Quote only the lines from the top of the listing below down to and including the line with "mod undistort;".

────────────────────────────────────────

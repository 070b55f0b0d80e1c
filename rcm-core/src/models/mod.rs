//! Registry of intrinsic camera model families
//!
//! Every family is a zero-sized type implementing [`CameraModel`] and is
//! reachable through its [`CameraModelId`]. Parameter vectors are plain
//! slices whose layout is described by the index groups of the family.
//!
//! Projection maps a camera-frame point to the image by normalizing it onto
//! the plane `z = 1`, applying the family's distortion and finally the
//! focal length / principal point mapping. Back-projection inverts these
//! steps and returns a homogeneous point `(x, y, 1)`.

mod fisheye;
mod fov;
mod opencv;
mod pinhole;
mod radial;
mod undistort;

pub use fisheye::{OpenCvFisheye, RadialFisheye, SimpleRadialFisheye};
pub use fov::Fov;
pub use opencv::{FullOpenCv, OpenCv};
pub use pinhole::{Pinhole, SimplePinhole};
pub use radial::{Radial, SimpleRadial};

pub(crate) use undistort::iterative_undistortion;

use crate::error::RcmError;
use nalgebra::{Vector2, Vector3};
use serde::{Deserialize, Serialize};
use std::fmt;
use std::str::FromStr;

/// Extra parameters below this magnitude count as zero distortion.
const UNDISTORTED_EPS: f64 = 1e-8;

/// Identifier of an intrinsic camera model family
#[derive(Debug, Clone, Copy, PartialEq, Eq, Hash, Default, Serialize, Deserialize)]
#[repr(i32)]
pub enum CameraModelId {
    #[default]
    #[serde(rename = "INVALID")]
    Invalid = -1,
    #[serde(rename = "SIMPLE_PINHOLE")]
    SimplePinhole = 0,
    #[serde(rename = "PINHOLE")]
    Pinhole = 1,
    #[serde(rename = "SIMPLE_RADIAL")]
    SimpleRadial = 2,
    #[serde(rename = "RADIAL")]
    Radial = 3,
    #[serde(rename = "OPENCV")]
    OpenCv = 4,
    #[serde(rename = "OPENCV_FISHEYE")]
    OpenCvFisheye = 5,
    #[serde(rename = "FULL_OPENCV")]
    FullOpenCv = 6,
    #[serde(rename = "FOV")]
    Fov = 7,
    #[serde(rename = "SIMPLE_RADIAL_FISHEYE")]
    SimpleRadialFisheye = 8,
    #[serde(rename = "RADIAL_FISHEYE")]
    RadialFisheye = 9,
}

/// Registered families, indexed by their numeric identifier.
static CAMERA_MODELS: [&dyn CameraModel; 10] = [
    &SimplePinhole,
    &Pinhole,
    &SimpleRadial,
    &Radial,
    &OpenCv,
    &OpenCvFisheye,
    &FullOpenCv,
    &Fov,
    &SimpleRadialFisheye,
    &RadialFisheye,
];

impl CameraModelId {
    /// All valid identifiers in registry order
    pub const ALL: [CameraModelId; 10] = [
        CameraModelId::SimplePinhole,
        CameraModelId::Pinhole,
        CameraModelId::SimpleRadial,
        CameraModelId::Radial,
        CameraModelId::OpenCv,
        CameraModelId::OpenCvFisheye,
        CameraModelId::FullOpenCv,
        CameraModelId::Fov,
        CameraModelId::SimpleRadialFisheye,
        CameraModelId::RadialFisheye,
    ];

    /// Canonical upper-case name, e.g. `"SIMPLE_RADIAL"`
    pub fn name(self) -> &'static str {
        match self {
            CameraModelId::Invalid => "INVALID",
            CameraModelId::SimplePinhole => "SIMPLE_PINHOLE",
            CameraModelId::Pinhole => "PINHOLE",
            CameraModelId::SimpleRadial => "SIMPLE_RADIAL",
            CameraModelId::Radial => "RADIAL",
            CameraModelId::OpenCv => "OPENCV",
            CameraModelId::OpenCvFisheye => "OPENCV_FISHEYE",
            CameraModelId::FullOpenCv => "FULL_OPENCV",
            CameraModelId::Fov => "FOV",
            CameraModelId::SimpleRadialFisheye => "SIMPLE_RADIAL_FISHEYE",
            CameraModelId::RadialFisheye => "RADIAL_FISHEYE",
        }
    }

    /// Look up an identifier by its numeric value
    pub fn from_i32(id: i32) -> Option<Self> {
        Self::ALL.iter().copied().find(|model_id| *model_id as i32 == id)
    }

    pub fn is_valid(self) -> bool {
        self != CameraModelId::Invalid
    }

    /// Registry entry for this identifier, `None` for [`CameraModelId::Invalid`]
    pub fn model(self) -> Option<&'static dyn CameraModel> {
        match self {
            CameraModelId::Invalid => None,
            id => Some(CAMERA_MODELS[id as usize]),
        }
    }
}

impl fmt::Display for CameraModelId {
    fn fmt(&self, f: &mut fmt::Formatter<'_>) -> fmt::Result {
        f.write_str(self.name())
    }
}

impl FromStr for CameraModelId {
    type Err = RcmError;

    fn from_str(name: &str) -> Result<Self, Self::Err> {
        Self::ALL
            .iter()
            .copied()
            .find(|id| id.name() == name)
            .ok_or_else(|| RcmError::UnknownModel(name.to_string()))
    }
}

/// Per-family contract of an intrinsic camera model
///
/// Implementors describe their parameter layout and the distortion applied
/// to normalized image coordinates; projection, back-projection and the
/// parameter checks are derived from that. Families with a closed-form
/// inverse override [`CameraModel::undistort`].
pub trait CameraModel: Send + Sync {
    fn id(&self) -> CameraModelId;

    /// Human-readable parameter ordering, e.g. `"f, cx, cy, k"`
    fn params_info(&self) -> &'static str;

    fn focal_length_idxs(&self) -> &'static [usize];

    fn principal_point_idxs(&self) -> &'static [usize];

    fn extra_params_idxs(&self) -> &'static [usize];

    /// Map undistorted normalized coordinates to distorted ones
    fn distort(&self, params: &[f64], point: &Vector2<f64>) -> Vector2<f64>;

    fn name(&self) -> &'static str {
        self.id().name()
    }

    fn num_params(&self) -> usize {
        self.focal_length_idxs().len()
            + self.principal_point_idxs().len()
            + self.extra_params_idxs().len()
    }

    /// Inverse of [`CameraModel::distort`]
    fn undistort(&self, params: &[f64], point: &Vector2<f64>) -> Vector2<f64> {
        iterative_undistortion(|p| self.distort(params, p), point)
    }

    /// Project a camera-frame point to image coordinates
    fn img_from_cam(&self, params: &[f64], cam_point: &Vector3<f64>) -> Vector2<f64> {
        let (fx, fy) = focal_lengths(self, params);
        let (cx, cy) = principal_point(self, params);

        let normalized = cam_point.xy() / cam_point.z;
        let distorted = self.distort(params, &normalized);

        Vector2::new(fx * distorted.x + cx, fy * distorted.y + cy)
    }

    /// Back-project image coordinates to a homogeneous camera-frame point
    fn cam_from_img(&self, params: &[f64], image_point: &Vector2<f64>) -> Vector3<f64> {
        let (fx, fy) = focal_lengths(self, params);
        let (cx, cy) = principal_point(self, params);

        let distorted = Vector2::new((image_point.x - cx) / fx, (image_point.y - cy) / fy);
        self.undistort(params, &distorted).push(1.0)
    }

    /// Convert a pixel threshold to the normalized camera frame
    fn cam_from_img_threshold(&self, params: &[f64], threshold: f64) -> f64 {
        let idxs = self.focal_length_idxs();
        let mean_focal_length = idxs.iter().map(|&idx| params[idx]).sum::<f64>() / idxs.len() as f64;
        threshold / mean_focal_length
    }

    /// Structural check: the parameter count matches the family
    fn verify_params(&self, params: &[f64]) -> bool {
        params.len() == self.num_params()
    }

    /// Heuristic check for implausible intrinsics
    fn has_bogus_params(
        &self,
        params: &[f64],
        width: usize,
        height: usize,
        min_focal_length_ratio: f64,
        max_focal_length_ratio: f64,
        max_extra_param: f64,
    ) -> bool {
        has_bogus_principal_point(self, params, width, height)
            || has_bogus_focal_length(
                self,
                params,
                width,
                height,
                min_focal_length_ratio,
                max_focal_length_ratio,
            )
            || has_bogus_extra_params(self, params, max_extra_param)
    }

    /// True if every extra parameter is (numerically) zero
    fn is_undistorted(&self, params: &[f64]) -> bool {
        self.extra_params_idxs()
            .iter()
            .all(|&idx| params[idx].abs() < UNDISTORTED_EPS)
    }
}

/// `(fx, fy)`; isotropic families return the same value twice.
fn focal_lengths<M: CameraModel + ?Sized>(model: &M, params: &[f64]) -> (f64, f64) {
    let idxs = model.focal_length_idxs();
    (params[idxs[0]], params[idxs[idxs.len() - 1]])
}

fn principal_point<M: CameraModel + ?Sized>(model: &M, params: &[f64]) -> (f64, f64) {
    let idxs = model.principal_point_idxs();
    (params[idxs[0]], params[idxs[1]])
}

fn has_bogus_principal_point<M: CameraModel + ?Sized>(
    model: &M,
    params: &[f64],
    width: usize,
    height: usize,
) -> bool {
    let (cx, cy) = principal_point(model, params);
    cx < 0.0 || cx > width as f64 || cy < 0.0 || cy > height as f64
}

fn has_bogus_focal_length<M: CameraModel + ?Sized>(
    model: &M,
    params: &[f64],
    width: usize,
    height: usize,
    min_focal_length_ratio: f64,
    max_focal_length_ratio: f64,
) -> bool {
    let inv_max_size = 1.0 / width.max(height) as f64;
    model.focal_length_idxs().iter().any(|&idx| {
        let ratio = params[idx] * inv_max_size;
        // NaN ratios (unknown image size) are bogus as well
        !(min_focal_length_ratio..=max_focal_length_ratio).contains(&ratio)
    })
}

fn has_bogus_extra_params<M: CameraModel + ?Sized>(
    model: &M,
    params: &[f64],
    max_extra_param: f64,
) -> bool {
    model
        .extra_params_idxs()
        .iter()
        .any(|&idx| params[idx].abs() > max_extra_param)
}

#[cfg(test)]
mod tests {
    use super::*;
    use approx::assert_relative_eq;

    fn test_params(model: &dyn CameraModel) -> Vec<f64> {
        let mut params = vec![0.0; model.num_params()];
        for &idx in model.focal_length_idxs() {
            params[idx] = 500.0;
        }
        let pp = model.principal_point_idxs();
        params[pp[0]] = 320.0;
        params[pp[1]] = 240.0;
        for (i, &idx) in model.extra_params_idxs().iter().enumerate() {
            params[idx] = 0.01 / (i + 1) as f64;
        }
        if model.id() == CameraModelId::Fov {
            params[4] = 0.9;
        }
        params
    }

    #[test]
    fn test_registry_order_matches_ids() {
        for id in CameraModelId::ALL {
            let model = id.model().unwrap();
            assert_eq!(model.id(), id);
            assert_eq!(CameraModelId::from_i32(id as i32), Some(id));
        }
        assert!(CameraModelId::Invalid.model().is_none());
        assert_eq!(CameraModelId::from_i32(-1), None);
        assert_eq!(CameraModelId::from_i32(42), None);
    }

    #[test]
    fn test_name_round_trip() {
        for id in CameraModelId::ALL {
            assert_eq!(id.name().parse::<CameraModelId>().unwrap(), id);
            assert_eq!(id.to_string(), id.name());
        }
        assert!(matches!(
            "PINHOL".parse::<CameraModelId>(),
            Err(RcmError::UnknownModel(_))
        ));
    }

    #[test]
    fn test_index_groups_are_disjoint_and_cover_params() {
        for id in CameraModelId::ALL {
            let model = id.model().unwrap();
            let fl = model.focal_length_idxs();
            assert!(fl.len() == 1 || fl.len() == 2, "{id}");
            assert_eq!(model.principal_point_idxs().len(), 2, "{id}");

            let mut all: Vec<usize> = fl
                .iter()
                .chain(model.principal_point_idxs())
                .chain(model.extra_params_idxs())
                .copied()
                .collect();
            all.sort_unstable();
            let expected: Vec<usize> = (0..model.num_params()).collect();
            assert_eq!(all, expected, "{id}");

            let info_count = model.params_info().split(',').count();
            assert_eq!(info_count, model.num_params(), "{id}");
        }
    }

    #[test]
    fn test_verify_params() {
        let model = CameraModelId::OpenCv.model().unwrap();
        assert!(model.verify_params(&[0.0; 8]));
        assert!(!model.verify_params(&[0.0; 7]));
        assert!(!model.verify_params(&[]));
    }

    #[test]
    fn test_projection_round_trip_all_models() {
        for id in CameraModelId::ALL {
            let model = id.model().unwrap();
            let params = test_params(model);

            for cam in [
                Vector3::new(0.0, 0.0, 1.0),
                Vector3::new(0.2, -0.1, 1.0),
                Vector3::new(-0.4, 0.3, 2.0),
            ] {
                let img = model.img_from_cam(&params, &cam);
                let back = model.cam_from_img(&params, &img);
                assert!((back.z - 1.0).abs() < 1e-15);
                assert_relative_eq!(back.xy(), cam.xy() / cam.z, epsilon = 1e-8);
            }
        }
    }

    #[test]
    fn test_threshold_uses_mean_focal_length() {
        let model = CameraModelId::Pinhole.model().unwrap();
        let params = [400.0, 600.0, 320.0, 240.0];
        assert!((model.cam_from_img_threshold(&params, 5.0) - 0.01).abs() < 1e-15);
    }

    #[test]
    fn test_bogus_params() {
        let model = CameraModelId::SimpleRadial.model().unwrap();

        let good = [640.0, 320.0, 240.0, 0.1];
        assert!(!model.has_bogus_params(&good, 640, 480, 0.1, 10.0, 1.0));

        let zero_focal = [0.0, 320.0, 240.0, 0.1];
        assert!(model.has_bogus_params(&zero_focal, 640, 480, 0.1, 10.0, 1.0));

        let huge_focal = [100_000.0, 320.0, 240.0, 0.1];
        assert!(model.has_bogus_params(&huge_focal, 640, 480, 0.1, 10.0, 1.0));

        let outside_pp = [640.0, -1.0, 240.0, 0.1];
        assert!(model.has_bogus_params(&outside_pp, 640, 480, 0.1, 10.0, 1.0));

        let large_extra = [640.0, 320.0, 240.0, 1.5];
        assert!(model.has_bogus_params(&large_extra, 640, 480, 0.1, 10.0, 1.0));
    }

    #[test]
    fn test_is_undistorted() {
        let model = CameraModelId::Radial.model().unwrap();
        assert!(model.is_undistorted(&[500.0, 320.0, 240.0, 0.0, 0.0]));
        assert!(!model.is_undistorted(&[500.0, 320.0, 240.0, 0.0, 0.01]));

        let pinhole = CameraModelId::SimplePinhole.model().unwrap();
        assert!(pinhole.is_undistorted(&[500.0, 320.0, 240.0]));
    }
}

────────────────────────────────────────

▶ [Task answer]
repository 070b55f0b0d80e1c
filename rcm-core/src/models/mod.rs
//! Registry of intrinsic camera model families
//!
//! Every family is a zero-sized type implementing [`CameraModel`] and is
//! reachable through its [`CameraModelId`]. Parameter vectors are plain
//! slices whose layout is described by the index groups of the family.
//!
//! Projection maps a camera-frame point to the image by normalizing it onto
//! the plane `z = 1`, applying the family's distortion and finally the
//! focal length / principal point mapping. Back-projection inverts these
//! steps and returns a homogeneous point `(x, y, 1)`.

mod fisheye;
mod fov;
mod opencv;
mod pinhole;
mod radial;
mod undistort;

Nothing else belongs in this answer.